**What the task requires:**
Lines containing the word "derive" in the data below: say how many, with no other text.

**Records for this task:**
****************

use chrono::{DateTime, Utc};
use serde::{Deserialize, Serialize};
use uuid::Uuid;
use validator::Validate;

#[derive(Debug, Clone, Serialize, Deserialize)]
pub struct Bookmark {
    pub bookmark_id: Uuid,
    pub user_id: Uuid,
    pub post_id: Uuid,
    #[serde(default)]
    pub collection_id: Option<Uuid>,
    #[serde(default)]
    pub notes: Option<String>,
    pub created_at: DateTime<Utc>,
}

#[derive(Debug, Clone, Default, Deserialize, Validate)]
pub struct BookmarkCreate {
    #[validate(length(max = 500))]
    pub notes: Option<String>,
}

#[derive(Debug, Clone, Serialize, Deserialize)]
pub struct BookmarkCollection {
    pub collection_id: Uuid,
    pub title: String,
    pub owned_by: Uuid,
    #[serde(default)]
    pub bookmark_count: i64,
    pub created_at: DateTime<Utc>,
    pub updated_at: DateTime<Utc>,
}

#[derive(Debug, Clone, Deserialize, Validate)]
pub struct CollectionTitle {
    #[validate(
        length(min = 1, max = 100),
        custom(function = "crate::validators::validate_not_blank")
    )]
    pub title: String,
}

#[cfg(test)]
mod tests {
    use super::*;

    #[test]
    fn test_collection_title_rules() {
        assert!(CollectionTitle {
            title: "Recipes".into()
        }
        .validate()
        .is_ok());
        assert!(CollectionTitle { title: "".into() }.validate().is_err());
        assert!(CollectionTitle {
            title: "x".repeat(101)
        }
        .validate()
        .is_err());
    }
}
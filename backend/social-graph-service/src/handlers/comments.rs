use crate::app_state::AppState;
use crate::domain::comment::{CommentCreate, CommentUpdate};
use crate::domain::Pagination;
use crate::error::Result;
use crate::handlers::page;
use crate::middleware::UserId;
use actix_web::{web, HttpResponse};
use uuid::Uuid;

/// POST /api/comment/post/{post_id}
pub async fn create_comment(
    state: web::Data<AppState>,
    user: UserId,
    path: web::Path<Uuid>,
    body: web::Json<CommentCreate>,
) -> Result<HttpResponse> {
    let comment = state
        .services
        .comments
        .create_comment(user.0, path.into_inner(), body.into_inner())
        .await?;
    Ok(HttpResponse::Created().json(comment))
}

/// GET /api/comment/post/{post_id}
pub async fn get_post_comments(
    state: web::Data<AppState>,
    path: web::Path<Uuid>,
    query: web::Query<Pagination>,
) -> Result<HttpResponse> {
    let comments = state
        .services
        .comments
        .get_post_comments(path.into_inner(), page(query)?)
        .await?;
    Ok(HttpResponse::Ok().json(comments))
}

/// GET /api/comment/user/{user_id}
pub async fn get_user_comments(
    state: web::Data<AppState>,
    path: web::Path<Uuid>,
    query: web::Query<Pagination>,
) -> Result<HttpResponse> {
    let comments = state
        .services
        .comments
        .get_user_comments(path.into_inner(), page(query)?)
        .await?;
    Ok(HttpResponse::Ok().json(comments))
}

/// GET /api/comment/{comment_id}
pub async fn get_comment(state: web::Data<AppState>, path: web::Path<Uuid>) -> Result<HttpResponse> {
    let comment = state.services.comments.get_comment(path.into_inner()).await?;
    Ok(HttpResponse::Ok().json(comment))
}

/// PUT /api/comment/{comment_id}
pub async fn update_comment(
    state: web::Data<AppState>,
    user: UserId,
    path: web::Path<Uuid>,
    body: web::Json<CommentUpdate>,
) -> Result<HttpResponse> {
    let comment = state
        .services
        .comments
        .update_comment(path.into_inner(), user.0, body.into_inner())
        .await?;
    Ok(HttpResponse::Ok().json(comment))
}

/// DELETE /api/comment/{comment_id}
pub async fn delete_comment(
    state: web::Data<AppState>,
    user: UserId,
    path: web::Path<Uuid>,
) -> Result<HttpResponse> {
    state
        .services
        .comments
        .delete_comment(path.into_inner(), user.0)
        .await?;
    Ok(HttpResponse::NoContent().finish())
}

****************

**Output for this task:**
4